すると突然、永川は開かれていた玄関のサッシに手をかけた、

「あっ、こら勝浩、」

気づいた倉が声をかけたが、しゃがんで地面を見ていた森野は一瞬反応が遅れた。
永川はそのままサッシをガラガラと引き、森野の頭へ打ちつけた!

「痛てっ!!ちょ、お前、何するんだ!!!」
「ばーか冗談だよ、コロっと引っかかりやがって、うひゃはは」
「ふざけるな、あんなの引っかかるに決まってるだろ!」

指をさして笑う永川に、森野は顔を赤くして抗議し、そして腕を伸ばして永川の耳を掴もうとした。
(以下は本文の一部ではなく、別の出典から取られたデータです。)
//! PromptOverflow Backend
//!
//! REST backend for a prompt troubleshooting forum: posts, votes, comments and tag filtering,
//! persisted as JSON values in a SQLite key-value store.

mod api;
mod auth;
mod config;
mod db;
mod errors;
mod models;
mod store;

use std::sync::Arc;

use axum::{
    routing::{get, post},
    Router,
};
use tower_http::cors::{Any, CorsLayer};
use tower_http::trace::TraceLayer;
use tracing_subscriber::{layer::SubscriberExt, util::SubscriberInitExt, EnvFilter};

use config::Config;
use db::KvStore;
use store::Forum;

/// Application state shared across all handlers.
#[derive(Clone)]
pub struct AppState {
    pub forum: Arc<Forum>,
}

#[tokio::main]
async fn main() -> Result<(), Box<dyn std::error::Error>> {
    // Load configuration
    let config = Config::from_env()?;

    // Initialize logging
    let env_filter =
        EnvFilter::try_from_default_env().unwrap_or_else(|_| EnvFilter::new(&config.log_level));

    tracing_subscriber::registry()
        .with(env_filter)
        .with(tracing_subscriber::fmt::layer())
        .init();

    tracing::info!("Starting PromptOverflow Backend");
    tracing::info!("Database path: {:?}", config.db_path);
    tracing::info!("Bind address: {}", config.bind_addr);

    // Initialize key-value store and load forum state
    let pool = db::init_database(&config.db_path).await?;
    let forum = Arc::new(Forum::load(KvStore::new(pool), config.seed_demo).await?);

    let app = create_router(AppState { forum });

    let listener = tokio::net::TcpListener::bind(&config.bind_addr).await?;
    tracing::info!("Server listening on {}", config.bind_addr);

    axum::serve(listener, app).await?;

    Ok(())
}

/// Create the application router with all routes.
pub fn create_router(state: AppState) -> Router {
    let cors = CorsLayer::new()
        .allow_origin(Any)
        .allow_methods(Any)
        .allow_headers(Any);

    let api_routes = Router::new()
        // Forum
        .route("/forum", get(api::get_forum))
        .route("/users", get(api::list_users))
        // Posts
        .route("/posts", get(api::list_posts).post(api::create_post))
        .route("/posts/{id}", get(api::get_post))
        .route("/posts/{id}/vote", post(api::vote_post))
        .route("/posts/{id}/comments", post(api::add_comment))
        // Tags
        .route("/tags", get(api::list_tags))
        .route("/tags/toggle", post(api::toggle_tag))
        // Session
        .route(
            "/session",
            get(api::get_session)
                .post(api::login)
                .delete(api::logout),
        )
        .route("/session/register", post(api::register));

    let health_routes = Router::new().route("/health", get(health_check));

    Router::new()
        .nest("/api", api_routes)
        .merge(health_routes)
        .layer(cors)
        .layer(TraceLayer::new_for_http())
        .with_state(state)
}

/// Health check endpoint.
async fn health_check() -> &'static str {
    "OK"
}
しかし永川はスルリと自転車のハンドルを切って逃げる。

「おい、待てよ!」
「心配しなくても待ってんよ、でも帰りは登りだから、乗っけてやらないからな」
「そりゃ、わかってるが…、ではご住職、夜分失礼いたしました」
「じゃ、がんばってついてこいよ」
「っておい、お前はチャリ乗ってくのかよ!待てってば!」
「だから、いちいち本気にすんなよ…、あんたは…、…」
「…お前は…、おい、…、聞いて…」

挨拶もそこそこに森野は永川を追ってドタバタと走って行き…、やがてはその声も夜の闇に消えていった。

その後姿を見送って倉は…、森野に向かって冗談を言い、歯を見せて笑った永川の人懐こい笑顔を思い出し、
この子がこんな風に笑うのを見たのはいつ以来だろうか、などということを、考えるともなしに考えていた。